Intervención de mons. Barrio en Cope: 14 de junio de 2019

 

La Fundación Foessa, nacida de una iniciativa de Cáritas, acaba de hacer público su último informe. Y la sensación tras una lectura apresurada de los datos es agridulce, reflejando un “momento de incertidumbre”, como dijo el coordinador del estudio. La economía ha mejorado las cifras del año del inicio de la crisis, aunque no llega a los niveles de 2007, pero por el camino ha ido creando un ambiente de “sociedad estancada” en el que la exclusión se enquista: el número de personas en exclusión social en España es de 8,5 millones, el 18,4% de la población, lo que supone 1,2 millones más que en 2007 (antes de la crisis). Dentro de ese grupo hay 4,1 millones de personas en situación de exclusión social severa. Y de ellos, 1,8 millones de personas (600.000 en 2007), “acumulan tal cantidad de dificultades y de tal gravedad que exigirían de una intervención urgente… para garantizarles su acceso a una vida mínimamente digna”, tal y como dice el informe.

Es este un motivo serio para repensar nuestro compromiso cristiano en favor de una auténtica comunidad de bienes. La Doctrina Social de la Iglesia no puede ser solo un conjunto de principios, sino una práctica diaria de solidaridad y de caridad entre personas.

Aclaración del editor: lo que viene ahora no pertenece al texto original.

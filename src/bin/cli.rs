//! jobdigest CLI
//!
//! Collects fresher job postings, ranks them, and delivers the daily digest.
//! Meant to be invoked once a day by cron or a CI schedule.

use std::fs;
use std::path::PathBuf;

use clap::{Parser, Subcommand};
use jobdigest::{
    error::Result,
    models::{Config, Posting},
    pipeline,
    services::{Notifier, OutboxNotifier, Recipient, SmtpNotifier},
};

/// jobdigest - Daily Fresher Job Digest
#[derive(Parser, Debug)]
#[command(
    name = "jobdigest",
    version,
    about = "Aggregates fresher job postings into a ranked daily digest"
)]
struct Cli {
    /// Path to the configuration file
    #[arg(short, long, global = true, default_value = "data/config.toml")]
    config: PathBuf,

    /// Enable verbose logging
    #[arg(short, long, global = true)]
    verbose: bool,

    #[command(subcommand)]
    command: Command,
}

#[derive(Subcommand, Debug)]
enum Command {
    /// Collect, render and deliver the digest
    Run {
        /// Print the digest HTML instead of delivering it
        #[arg(long)]
        dry_run: bool,

        /// Write the message to the outbox directory instead of sending it
        #[arg(long, conflicts_with = "dry_run")]
        outbox: bool,
    },

    /// Collect and rank postings, writing them as JSON
    Collect {
        /// Output file (default: stdout)
        #[arg(short, long)]
        output: Option<PathBuf>,
    },

    /// Render a digest from a JSON posting list
    Render {
        /// JSON file produced by `collect`
        #[arg(short, long)]
        input: PathBuf,

        /// Output file (default: stdout)
        #[arg(short, long)]
        output: Option<PathBuf>,
    },

    /// Validate configuration file
    Validate,
}

/// Initialize logging based on verbosity flag.
fn init_logging(verbose: bool) {
    let level = if verbose { "debug" } else { "info" };
    env_logger::Builder::from_env(env_logger::Env::default().default_filter_or(level))
        .format_timestamp_secs()
        .init();
}

/// Write to a file, or stdout when no path is given.
fn emit(output: Option<&PathBuf>, content: &str) -> Result<()> {
    match output {
        Some(path) => {
            fs::write(path, content)?;
            log::info!("Wrote {}", path.display());
        }
        None => println!("{content}"),
    }
    Ok(())
}

/// Main entry point for the CLI application.
#[tokio::main]
async fn main() -> Result<()> {
    let cli = Cli::parse();
    init_logging(cli.verbose);

    // Credentials may live in a local .env file
    if let Ok(path) = dotenvy::dotenv() {
        log::debug!("Loaded environment from {}", path.display());
    }

    let config = Config::load_or_default(&cli.config);

    match cli.command {
        Command::Run { dry_run, outbox } => {
            config.validate()?;

            if dry_run {
                let postings = pipeline::run_collect(&config).await?;
                let digest = pipeline::render_digest(&config, &postings);
                log::info!("Dry run: {}", digest.subject);
                emit(None, &digest.html)?;
            } else {
                // Fail before any fetching if delivery cannot happen
                let recipient = Recipient::from_env(&config.notifier)?;
                let notifier: Box<dyn Notifier> = if outbox {
                    Box::new(OutboxNotifier::new(&config.notifier.outbox_dir))
                } else {
                    Box::new(SmtpNotifier::from_env(&config.notifier, &recipient.sender)?)
                };
                pipeline::run_pipeline(&config, notifier.as_ref(), &recipient).await?;
            }
        }

        Command::Collect { output } => {
            config.validate()?;
            let postings = pipeline::run_collect(&config).await?;
            let json = serde_json::to_string_pretty(&postings)?;
            emit(output.as_ref(), &json)?;
        }

        Command::Render { input, output } => {
            let content = fs::read_to_string(&input)?;
            let postings: Vec<Posting> = serde_json::from_str(&content)?;
            let postings: Vec<Posting> = postings.into_iter().map(Posting::normalized).collect();
            log::info!("Loaded {} postings from {}", postings.len(), input.display());

            let digest = pipeline::render_digest(&config, &postings);
            emit(output.as_ref(), &digest.html)?;
        }

        Command::Validate => {
            log::info!("Validating configuration...");

            if let Err(e) = config.validate() {
                log::error!("Config validation failed: {}", e);
                return Err(e);
            }

            log::info!("✓ Config OK");
            log::info!("    Timeout: {}s", config.fetch.timeout_secs);
            log::info!(
                "    Sources: {} ({} enabled)",
                config.sources.len(),
                config.enabled_sources().count()
            );
            log::info!("    Required skills: {}", config.profile.required_skills.join(", "));
            log::info!("    Any-of skills: {}", config.profile.any_skills.join(", "));
            log::info!("    Digest cap: {}", config.ranking.max_results);
        }
    }

    Ok(())
}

Es ciertamente magnífico que “el 48,4% de la población” lleve una vida digna en términos materiales” y que se haya “recuperado a los mismos niveles de antes de la Gran Recesión”, pero se ha consolidado una brecha entre ese grupo, mayoritario, visto como sociedad de las oportunidades, y un segundo grupo, que conforma la “sociedad insegura” y en la que estarían unos 6 millones de personas, que viven “en el filo de la navaja”. Y ello es, efectivamente, muy preocupante.

Problemas para acceder a la vivienda, precariedad laboral, desempleo, críticas situaciones sanitarias de los mayores dependientes, medicamentos inaccesibles por falta de dinero, familias numerosas al borde de la exclusión… Este es el mapa de una sociedad que muestra, como dicen los autores del estudio, una especie de “fatiga de la solidaridad”. Hemos de reaccionar ante ese riesgo de que el excluido sea además invisible y molesto. Tenemos que volver a ser, como cristianos y como Iglesia, casa de acogida, terreno sagrado en el que acompañar a la persona que sufre, dignificando su vida y su historia personal.